The determinant shows up in a surprising number of places and for this reason alone is important. I think though it might be an excellent place to introduce the idea that mathematical objects are not necessarily important for what they are but, rather, the properties they satisfy (e.g., universal properties). If you think linear algebra is a good place to introduce the basic concepts of abstract mathematics I think the determinant does this quite nicely. The description of the determinant above is elementary enough that anyone taking linear algebra should be able to understand it and proving subsequent theorems about determinants goes significantly smoother with this characterization as opposed to trying to pound it out with the combinatorial formula.
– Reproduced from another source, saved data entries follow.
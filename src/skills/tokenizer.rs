use crate::core::{RecordData, RecordTransform, TransformError, TransformOutput};
use crate::skills::stop_words;
use async_trait::async_trait;
use serde_json::{json, Value};
use unicode_general_category::{get_general_category, GeneralCategory};
use unicode_normalization::UnicodeNormalization;

const DEFAULT_LANGUAGE: &str = "en";

/// Splits text into lower-cased words, dropping punctuation, digits and stop words.
#[derive(Debug, Clone, Default)]
pub struct Tokenizer;

impl Tokenizer {
    pub const NAME: &'static str = "tokenizer";

    pub fn new() -> Self {
        Self
    }

    pub fn tokenize(text: &str, language_code: &str) -> Vec<String> {
        let stop_words = stop_words::for_language(language_code);

        let normalized: String = text
            .nfc()
            .collect::<String>()
            .to_lowercase()
            .chars()
            .filter_map(|c| {
                if c.is_whitespace() {
                    Some(' ')
                } else if c.is_alphabetic() || is_combining_mark(c) {
                    Some(c)
                } else {
                    None
                }
            })
            .collect();

        normalized
            .split(' ')
            .filter(|word| !word.is_empty() && !stop_words.contains(word))
            .map(str::to_string)
            .collect()
    }
}

// 沒有預組字形的附加符號也要保留
fn is_combining_mark(c: char) -> bool {
    matches!(
        get_general_category(c),
        GeneralCategory::NonspacingMark | GeneralCategory::SpacingMark | GeneralCategory::EnclosingMark
    )
}

#[async_trait]
impl RecordTransform for Tokenizer {
    fn name(&self) -> &str {
        Self::NAME
    }

    async fn transform(
        &self,
        _record_id: &str,
        data: &RecordData,
    ) -> Result<TransformOutput, TransformError> {
        let text = data
            .get("text")
            .and_then(Value::as_str)
            .ok_or_else(|| TransformError::missing_input("text", "string"))?;
        let language_code = data
            .get("languageCode")
            .and_then(Value::as_str)
            .unwrap_or(DEFAULT_LANGUAGE);

        let words = Self::tokenize(text, language_code);

        let mut out = RecordData::new();
        out.insert("words".to_string(), json!(words));
        Ok(TransformOutput::new(out))
    }
}
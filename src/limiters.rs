//! 限流策略模块
//!
//! 实现各种准入算法，统一由 [`Strategy`] trait 抽象：
//!
//! - [`TokenBucketStrategy`]: 固定容量、惰性连续补充的令牌桶
//! - [`SlidingWindowStrategy`]: 精确计数的滑动窗口日志
//! - [`DistributedWindowStrategy`]: 状态位于共享远程存储的滑动窗口
//!
//! 拒绝是正常的返回值，策略在请求路径上从不返回错误。

use async_trait::async_trait;

use crate::decision::StrategyDecision;

pub mod distributed;
pub mod sliding_window;
pub mod token_bucket;

pub use distributed::{
    DistributedWindowStrategy, FailurePolicy, MemoryWindowStore, WindowStore, WindowVerdict,
};
pub use sliding_window::SlidingWindowStrategy;
pub use token_bucket::TokenBucketStrategy;

/// 限流策略 trait
///
/// 令牌桶、滑动窗口和分布式策略可以互换，组合层无需类型判断。
#[async_trait]
pub trait Strategy: Send + Sync {
    /// 对单个键做一次准入判定
    async fn is_allowed(&self, key: &str) -> StrategyDecision;

    /// 清除某个键的状态
    async fn reset(&self, key: &str);

    /// 容量或窗口内最大请求数
    fn limit(&self) -> u64;

    /// 策略名称
    fn name(&self) -> &'static str;

    /// 本地跟踪的键数量（远程策略返回 0）
    fn tracked_keys(&self) -> usize {
        0
    }
}

#[async_trait]
impl<S: Strategy + ?Sized> Strategy for Box<S> {
    async fn is_allowed(&self, key: &str) -> StrategyDecision {
        (**self).is_allowed(key).await
    }

    async fn reset(&self, key: &str) {
        (**self).reset(key).await
    }

    fn limit(&self) -> u64 {
        (**self).limit()
    }

    fn name(&self) -> &'static str {
        (**self).name()
    }

    fn tracked_keys(&self) -> usize {
        (**self).tracked_keys()
    }
}
//! 配置加载集成测试
//!
//! 从配置文件构建各组件并验证行为

use crate::common::*;
use ratewarden::{KeyType, MemoryCredentialRegistry, StrategyConfig, WardenConfig, WardenError};
use std::io::Write;
use std::sync::Arc;
use std::time::Duration;

const YAML: &str = r#"
limiter:
  type: SlidingWindow
  window_size: "10s"
  max_requests: 3
tiers:
  default_tier: free
  tiers:
    free:
      capacity: 2
      refill_rate: 2
      refill_period: "1h"
      daily_limit: 2
messaging:
  message_rate_limit: 50
  per_client_connection_limit: 1
topics:
  topics_per_client: 1
  messages_per_topic: 1
"#;

#[tokio::test]
async fn test_components_from_yaml_file() {
    let mut file = tempfile::Builder::new().suffix(".yml").tempfile().unwrap();
    file.write_all(YAML.as_bytes()).unwrap();

    let config = WardenConfig::from_file(file.path()).unwrap();
    let clock = manual_clock();

    let limiter = config.build_limiter(shared(&clock)).unwrap();
    assert_eq!(limiter.strategy_name(), "sliding_window");
    for _ in 0..3 {
        assert!(limiter.check_rate_limit("k", &KeyType::Ip).await.allowed);
    }
    assert!(!limiter.check_rate_limit("k", &KeyType::Ip).await.allowed);
    clock.advance(Duration::from_secs(11));
    assert!(limiter.check_rate_limit("k", &KeyType::Ip).await.allowed);

    let quota = config
        .build_quota_manager(Arc::new(MemoryCredentialRegistry::new()), shared(&clock))
        .unwrap();
    assert_eq!(quota.tier_names(), vec!["free".to_string()]);
    assert!(quota.check_limit("sk").await.decision.allowed);
    assert!(quota.check_limit("sk").await.decision.allowed);
    assert!(!quota.check_limit("sk").await.decision.allowed);

    let guard = config.build_messaging_guard(shared(&clock)).unwrap();
    assert!(guard.open_connection("c").1.is_allowed());
    assert!(!guard.open_connection("c").1.is_allowed());

    let topics = config.build_topic_throttle(shared(&clock)).unwrap();
    assert!(topics.subscribe("c", "t1"));
    assert!(!topics.subscribe("c", "t2"));
}

#[test]
fn test_toml_distributed_section() {
    let toml = r#"
[limiter]
type = "Distributed"
window_size = 30
max_requests = 10

[limiter.store]
failure_policy = "fail_open"
"#;
    let config = WardenConfig::from_toml_str(toml).unwrap();
    match config.limiter {
        StrategyConfig::Distributed {
            window_size, store, ..
        } => {
            assert_eq!(window_size, Duration::from_secs(30));
            assert_eq!(store.key_prefix, "rate_limit:");
            assert_eq!(store.operation_timeout, Duration::from_millis(250));
            assert!(store.redis_url.is_none());
        }
        other => panic!("unexpected strategy: {:?}", other),
    }
}

#[test]
fn test_invalid_files_are_rejected() {
    let mut file = tempfile::Builder::new().suffix(".yaml").tempfile().unwrap();
    file.write_all(b"messaging:\n  message_rate_limit: 0\n").unwrap();
    assert!(matches!(
        WardenConfig::from_file(file.path()),
        Err(WardenError::ConfigError(_))
    ));

    let mut file = tempfile::Builder::new().suffix(".toml").tempfile().unwrap();
    file.write_all(b"[limiter\n").unwrap();
    assert!(matches!(
        WardenConfig::from_file(file.path()),
        Err(WardenError::TomlError(_))
    ));
}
This is quite an informal answer.
Determinants basically help to describe the nature of solutions of linear equations. The determinant of a real matrix is just some real number, telling you about the invertibility of the matrix and hence telling you things about linear equations wrapped up in the matrix.
The determinant being non-zero is equivalent to the matrix being invertible, which is equivalent to the corresponding sets of linear equations having EXACTLY one solution.
The determinant being zero means the matrix is NOT invertible. In this case the corresponding sets of linear equations can either have infinitely many solutions or none at all (depending on the numbers on the RHS).
So really the determinant is useful anywhere that linear equations crop up. For example, when checking linear independence, this is the same as demanding the existence of a UNIQUE solution to a set of linear equations (i.e. the zero vector solution). This is the same as the matrix determinant being non-zero as discussed above. Linear dependence must therefore be the same as the determinant being zero (so that there may be non-zero solutions to the equations, i.e. so that some of the vectors really can be made to add up non-trivially to give one of the others).